··· Source information

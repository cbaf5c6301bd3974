//! TestPilot engine
//!
//! Workflow-aware test orchestration for HTTP/REST services and
//! Kubernetes-hosted network functions. Suites arrive as ordered flows of
//! steps; the engine builds each step's curl (or kubectl-exec) command, runs
//! it through the configured transport, reconstructs the HTTP exchange from
//! the verbose trace and validates status, pattern and payload expectations.

pub mod audit;
pub mod command;
pub mod config;
pub mod curl_parse;
pub mod executor;
pub mod failures;
pub mod json_cmp;
pub mod logging;
pub mod nrf;
pub mod orchestrator;
pub mod pattern;
pub mod placeholder;
pub mod rate_limit;
pub mod report;
pub mod response;
pub mod suite;
pub mod transport;
pub mod validation;

pub use orchestrator::{all_passed, CancelHandle, Orchestrator};
pub use executor::{NoopSink, ResultSink, RunOptions};
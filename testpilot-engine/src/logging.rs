//! Logging bootstrap
//!
//! Console layer plus an optional non-blocking file layer writing
//! `<log-dir>/testpilot_<ts>.log`. Level resolution: explicit argument, then
//! TESTPILOT_LOG_LEVEL, then "info".

use std::path::{Path, PathBuf};

use tracing_appender::non_blocking::WorkerGuard;
use tracing_subscriber::{fmt, layer::SubscriberExt, util::SubscriberInitExt, EnvFilter, Layer};

use testpilot_common::{Error, Result};

#[derive(Debug, Clone)]
pub struct LoggingConfig {
    /// One of DEBUG, INFO, WARNING, ERROR, CRITICAL (case-insensitive)
    pub level: Option<String>,
    pub log_dir: PathBuf,
    pub file_logging: bool,
}

impl Default for LoggingConfig {
    fn default() -> Self {
        Self {
            level: None,
            log_dir: PathBuf::from("logs"),
            file_logging: true,
        }
    }
}

/// Map the CLI level vocabulary onto tracing filter directives
fn filter_directive(level: &str) -> &'static str {
    match level.to_ascii_uppercase().as_str() {
        "DEBUG" => "debug",
        "INFO" => "info",
        "WARNING" | "WARN" => "warn",
        "ERROR" => "error",
        "CRITICAL" => "error",
        _ => "info",
    }
}

impl LoggingConfig {
    pub fn resolve_level(&self) -> String {
        self.level
            .clone()
            .or_else(|| std::env::var("TESTPILOT_LOG_LEVEL").ok())
            .unwrap_or_else(|| "INFO".to_string())
    }

    pub fn resolve_dir(&self) -> PathBuf {
        std::env::var("TESTPILOT_LOG_DIR")
            .map(PathBuf::from)
            .unwrap_or_else(|_| self.log_dir.clone())
    }

    /// Install the global subscriber. The returned guard must stay alive for
    /// the duration of the run or buffered file output is lost.
    pub fn init(&self) -> Result<Option<WorkerGuard>> {
        let directive = filter_directive(&self.resolve_level());
        let env_filter = EnvFilter::try_from_default_env()
            .unwrap_or_else(|_| EnvFilter::new(directive));

        let console_layer = fmt::layer()
            .with_target(true)
            .with_level(true)
            .with_ansi(true)
            .with_writer(std::io::stderr);

        if self.file_logging {
            let dir = self.resolve_dir();
            std::fs::create_dir_all(&dir).map_err(|e| {
                Error::config(format!("Cannot create log dir {}: {e}", dir.display()))
            })?;
            let timestamp = chrono::Local::now().format("%Y%m%d_%H%M%S");
            let file = std::fs::File::create(dir.join(format!("testpilot_{timestamp}.log")))
                .map_err(|e| Error::config(format!("Cannot create log file: {e}")))?;
            let (writer, guard) = tracing_appender::non_blocking(file);
            let file_layer = fmt::layer()
                .with_target(true)
                .with_level(true)
                .with_ansi(false)
                .with_writer(writer);

            tracing_subscriber::registry()
                .with(env_filter)
                .with(console_layer.boxed())
                .with(file_layer.boxed())
                .init();
            Ok(Some(guard))
        } else {
            tracing_subscriber::registry()
                .with(env_filter)
                .with(console_layer.boxed())
                .init();
            Ok(None)
        }
    }
}

/// Timestamped path for the structured failure log
pub fn failure_log_path(dir: &Path) -> PathBuf {
    let timestamp = chrono::Local::now().format("%Y%m%d_%H%M%S");
    dir.join(format!("testpilot_failures_{timestamp}.log"))
}
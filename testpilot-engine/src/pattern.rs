//! Pattern classification and matching
//!
//! A pattern cell is classified once into a tagged, pre-compiled form and
//! cached by its source string. Classification is deterministic and ordered:
//! JSONPath, JSON document, regex, key:value list, substring.

use std::collections::HashMap;
use std::sync::{Arc, RwLock};

use regex::Regex;
use serde_json::Value;
use tracing::{debug, warn};

use testpilot_common::Response;

use crate::json_cmp;
use crate::validation::Strictness;

/// Classifier verdict, mostly for diagnostics; the compiled form drives
/// matching.
#[derive(Debug, Clone, Copy, PartialEq, Eq)]
pub enum PatternKind {
    Substring,
    Kv,
    MultiKv,
    JsonObject,
    JsonArray,
    JsonPath,
    Regex,
}

/// Compiled pattern carrying its parsed form
#[derive(Debug)]
pub enum CompiledPattern {
    Substring(String),
    /// One or more key:value pairs, each matched at any depth
    Kv(Vec<(String, String)>),
    JsonObject(Value),
    JsonArray(Vec<Value>),
    JsonPath(JsonPath),
    Regex(Regex),
}

/// Outcome of matching one pattern against one response
#[derive(Debug, Clone)]
pub struct MatchOutcome {
    pub matched: bool,
    pub match_percent: Option<f64>,
    pub detail: Option<String>,
}

impl MatchOutcome {
    fn pass() -> Self {
        Self {
            matched: true,
            match_percent: None,
            detail: None,
        }
    }

    fn fail(detail: impl Into<String>) -> Self {
        Self {
            matched: false,
            match_percent: None,
            detail: Some(detail.into()),
        }
    }
}

const REGEX_META: &[char] = &['^', '$', '*', '+', '?', '(', ')', '[', ']', '\\', '|'];

/// Classify a pattern string. Order matters and is part of the contract.
pub fn classify(pattern: &str) -> PatternKind {
    let trimmed = pattern.trim();
    if trimmed.starts_with('$') {
        return PatternKind::JsonPath;
    }
    if let Ok(value) = serde_json::from_str::<Value>(trimmed) {
        match value {
            Value::Object(_) => return PatternKind::JsonObject,
            Value::Array(_) => return PatternKind::JsonArray,
            _ => {}
        }
    }
    if is_regex_like(trimmed) {
        return PatternKind::Regex;
    }
    let colons = top_level_count(trimmed, ':');
    let commas = top_level_count(trimmed, ',');
    if colons == 1 && commas == 0 {
        return PatternKind::Kv;
    }
    if commas >= 1 && split_top_level(trimmed).iter().all(|p| p.contains(':')) {
        return PatternKind::MultiKv;
    }
    PatternKind::Substring
}

fn is_regex_like(pattern: &str) -> bool {
    if pattern.len() > 2 && pattern.starts_with('/') && pattern.ends_with('/') {
        return true;
    }
    pattern.contains(REGEX_META) && Regex::new(pattern).is_ok()
}

/// Count occurrences outside double quotes
fn top_level_count(s: &str, needle: char) -> usize {
    let mut count = 0;
    let mut in_quotes = false;
    for c in s.chars() {
        match c {
            '"' => in_quotes = !in_quotes,
            c if c == needle && !in_quotes => count += 1,
            _ => {}
        }
    }
    count
}
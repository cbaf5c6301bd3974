//! Structured failure log
//!
//! Pipe-separated, one line per failing step, machine-consumable by the log
//! analyzers. Written directly (not through tracing) so the field layout
//! stays stable.

use std::fs::File;
use std::io::{BufWriter, Write};
use std::path::Path;
use std::sync::Mutex;

use tracing::warn;

use testpilot_common::{Outcome, Result, TestResult};

const HEADER: &str = "SHEET|ROW|HOST|TEST_NAME|COMMAND|REASON|EXPECTED_STATUS|ACTUAL_STATUS|PATTERN_MATCH|PATTERN_FOUND|OUTPUT_LENGTH|ERROR_LENGTH";

pub struct FailureLog {
    writer: Mutex<BufWriter<File>>,
}

impl FailureLog {
    pub fn create(path: &Path) -> Result<Self> {
        let file = File::create(path)?;
        let mut writer = BufWriter::new(file);
        writeln!(writer, "{HEADER}")?;
        Ok(Self {
            writer: Mutex::new(writer),
        })
    }

    /// Append one failing result; non-failures are ignored
    pub fn record(&self, result: &TestResult) {
        if result.outcome != Outcome::Fail {
            return;
        }
        let line = format_line(result);
        match self.writer.lock() {
            Ok(mut writer) => {
                if let Err(e) = writeln!(writer, "{line}") {
                    warn!(error = %e, "failure log write failed");
                }
                let _ = writer.flush();
            }
            Err(_) => warn!("failure log mutex poisoned, entry dropped"),
        }
    }
}

fn format_line(result: &TestResult) -> String {
    let actual_status = result
        .response
        .as_ref()
        .map(|r| r.status_code.to_string())
        .unwrap_or_default();
    let pattern_found = match (&result.pattern_match, result.fail_kind) {
        (None, _) => String::new(),
        (Some(_), Some(testpilot_common::FailureKind::PatternMismatch)) => "NO".to_string(),
        (Some(_), _) => "YES".to_string(),
    };
    let output_len = result
        .response
        .as_ref()
        .map(|r| r.body_text.len())
        .unwrap_or(0);
    let error_len = result
        .response
        .as_ref()
        .map(|r| r.raw_stderr.len())
        .unwrap_or(0);

    [
        sanitize(&result.sheet),
        result.row_idx.to_string(),
        sanitize(&result.host),
        sanitize(&result.test_name),
        sanitize(&result.command),
        sanitize(result.fail_reason.as_deref().unwrap_or("")),
        sanitize(result.expected_status.as_deref().unwrap_or("")),
        actual_status,
        sanitize(result.pattern_match.as_deref().unwrap_or("")),
        pattern_found,
        output_len.to_string(),
        error_len.to_string(),
    ]
    .join("|")
}

/// Field values must not break the pipe layout
fn sanitize(field: &str) -> String {
    field.replace('|', "/").replace(['\n', '\r'], " ")
}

······

**Task requirements**
Nothing but the lines from the one with "fn sanitize(field: &str)" through the final line of the records above should appear, each copied exactly.

**Written response**
fn sanitize(field: &str) -> String {
    field.replace('|', "/").replace(['\n', '\r'], " ")
}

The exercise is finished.